Loughinisland judge steps down after ‘subconscious’ bias claim
Mr Justice McCloskey says he is withdrawing to restore confidence of victims’ relatives
Emma Rogan, whose father Adrian Rogan was killed in the 1994 Loughinisland pub shooting, alongside solicitor Niall Murphy outside Belfast’s High Court following Friday’s hearing. Photograph: Brian Lawless/PA Wire
Families of victims protest outside Belfast High Court on Friday at a judicial review hearing on the Police Ombudsman’s report into the Loughinisland massacre in 1974. Photograph: Alan Lewis/Photopress Belfast
A judge who ruled that a damning report into the Loughinisland atrocity was unlawful is to step aside from the case – despite rejecting claims he could have been seen as subconsciously biased.
Amid unprecedented courtroom developments, Mr Justice Bernard McCloskey held the challenge to the Police Ombudsman’s findings that RUC officers colluded with loyalists who killed six Catholic men should be re-run in front of another member of the judiciary to ensure victims’ relatives’ confidence in the final outcome.
He said: “Our legal system will not have served the families well if they are not given the opportunity of having this case heard by a differently constituted court.”
The outcome meant no final order could be made on whether to quash the watchdog report under challenge.
But before reaching his determination the judge also set out his view that parts of the ombudsman’s report could have been removed, leaving the rest of it intact.
Last month he delivered a landmark verdict that the ombudsman’s conclusions were procedurally unfair. In High Court litigation mounted by two retired senior policemen, he found it had gone beyond the body’s statutory powers in reaching conclusions on events surrounding the massacre which were unsustainable in law.
UVF gunmen opened fire in a pub in the Co Down village of Loughinisland as their victims watched a World Cup football match in June 1994. Six men were killed: Adrian Rogan (34), Malcolm Jenkinson (53), Barney Green (87), Daniel McCreanor (59), Patrick O’Hare (35) and Eamon Byrne (39). Five others were wounded in the attack.
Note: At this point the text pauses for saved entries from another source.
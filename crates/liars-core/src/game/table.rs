use crate::model::seat::{MAX_SEATS, SeatId};
use serde::{Deserialize, Serialize};

#[derive(Debug, Clone, PartialEq, Eq, Serialize, Deserialize)]
pub struct TableSeat {
    pub seat: SeatId,
    pub name: String,
    pub dice: u8,
}

/// Seats in turn order. Eliminated seats stay in place with zero dice and are
/// skipped by every turn-order query.
#[derive(Debug, Clone, PartialEq, Eq)]
pub struct Table {
    seats: Vec<TableSeat>,
}

#[derive(Debug, Clone, Copy, PartialEq, Eq)]
pub struct DieLoss {
    pub seat: SeatId,
    pub remaining: u8,
    pub eliminated: bool,
}

impl Table {
    /// Seats every name with `dice` dice. Callers validate the seat count.
    pub fn seat_all(names: &[String], dice: u8) -> Self {
        let seats = names
            .iter()
            .take(MAX_SEATS)
            .enumerate()
            .filter_map(|(index, name)| {
                SeatId::from_index(index).map(|seat| TableSeat {
                    seat,
                    name: name.clone(),
                    dice,
                })
            })
            .collect();
        Self { seats }
    }

    pub fn from_seats(seats: Vec<TableSeat>) -> Self {
        Self { seats }
    }

    pub fn seats(&self) -> &[TableSeat] {
        &self.seats
    }

    pub fn len(&self) -> usize {
        self.seats.len()
    }

    pub fn is_empty(&self) -> bool {
        self.seats.is_empty()
    }

    pub fn get(&self, seat: SeatId) -> Option<&TableSeat> {
        self.seats.iter().find(|s| s.seat == seat)
    }

    pub fn name(&self, seat: SeatId) -> Option<&str> {
        self.get(seat).map(|s| s.name.as_str())
    }

    pub fn dice(&self, seat: SeatId) -> u8 {
        self.get(seat).map(|s| s.dice).unwrap_or(0)
    }

    pub fn is_active(&self, seat: SeatId) -> bool {
        self.dice(seat) > 0
    }

    pub fn active(&self) -> impl Iterator<Item = &TableSeat> + '_ {
        self.seats.iter().filter(|s| s.dice > 0)
    }

    pub fn active_count(&self) -> usize {
        self.active().count()
    }

    pub fn total_dice(&self) -> u8 {
        self.active().map(|s| s.dice).sum()
    }

    /// Die counts of active seats in turn order.
    pub fn sizes(&self) -> Vec<(SeatId, u8)> {
        self.active().map(|s| (s.seat, s.dice)).collect()
    }

    /// First active seat strictly after `from`, wrapping around.
    pub fn next_active(&self, from: SeatId) -> Option<SeatId> {
        let start = self.seats.iter().position(|s| s.seat == from)?;
        let len = self.seats.len();
        (1..=len)
            .map(|offset| &self.seats[(start + offset) % len])
            .find(|s| s.dice > 0)
            .map(|s| s.seat)
    }

    /// Removes one die. `None` when the seat is unknown or already out.
    pub fn remove_die(&mut self, seat: SeatId) -> Option<DieLoss> {
        let entry = self.seats.iter_mut().find(|s| s.seat == seat)?;
        entry.dice = entry.dice.checked_sub(1)?;
        Some(DieLoss {
            seat,
            remaining: entry.dice,
            eliminated: entry.dice == 0,
        })
    }
}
In June 2016 the Police Ombudsman, Dr Michael Maguire, said collusion between some officers and the loyalists was a significant feature in the murders.
He found no evidence police had prior knowledge, but identified “catastrophic failings” in the investigation.
One of those who issued judicial review proceedings against Dr Maguire’s assessment was Raymond White, a representative of the Northern Ireland Retired Police Officers Association. It was stressed that the report had not blamed him for any of the alleged investigative failings.
Following the main ruling, lawyers representing the ombudsman and relatives of those killed in the massacre argued that Mr Justice McCloskey should withdraw due to a potential perception of subconscious bias.
Their application was based on his role as a barrister in a separate legal challenge 16 years ago. The court heard he was involved in a separate legal bid back in 2002 to overturn former police ombudsman Nuala O’Loan’s devastating report into the Omagh bomb investigations.
Mr Justice McCloskey had acted as senior counsel for police officers behind that challenge – who included Mr White. Newly instructed counsel for the ombudsman, the former DPP Barra McGrory QC, and the Loughinisland families’ legal representatives, argued that he should recuse himself to enable a fresh hearing before another judge.
During the legal move counsel emphasised they were not calling into question his judicial independence or integrity – instead basing their application on possible public perception.
Mr Justice McCloskey confirmed he had no memory of being involved in the earlier litigation until it was drawn to his attention, describing his recollection as “zero”. Returning on Friday to deliver his final judgment, he refused the application after describing submissions advanced on behalf of the Ombudsman as “flimsy, artificial and entirely unpersuasive”.
Based on all available information and affidavits, he concluded that the test for recusal was not satisfied.
“In my judgment, the independent observer would not reasonably apprehend a realistic possibility of subconscious bias in this court’s resolution of certain pure questions of law in favour of the applicants.”
Despite that assessment, he went on to set out his reasons for deciding a fresh hearing before a different judge should now take place.
“To describe the events which have materialised in the aftermath of this judgment as unpredictable and unprecedented is to indulge in understatement,” he said. “The families have been engulfed in a veritable maelstrom.”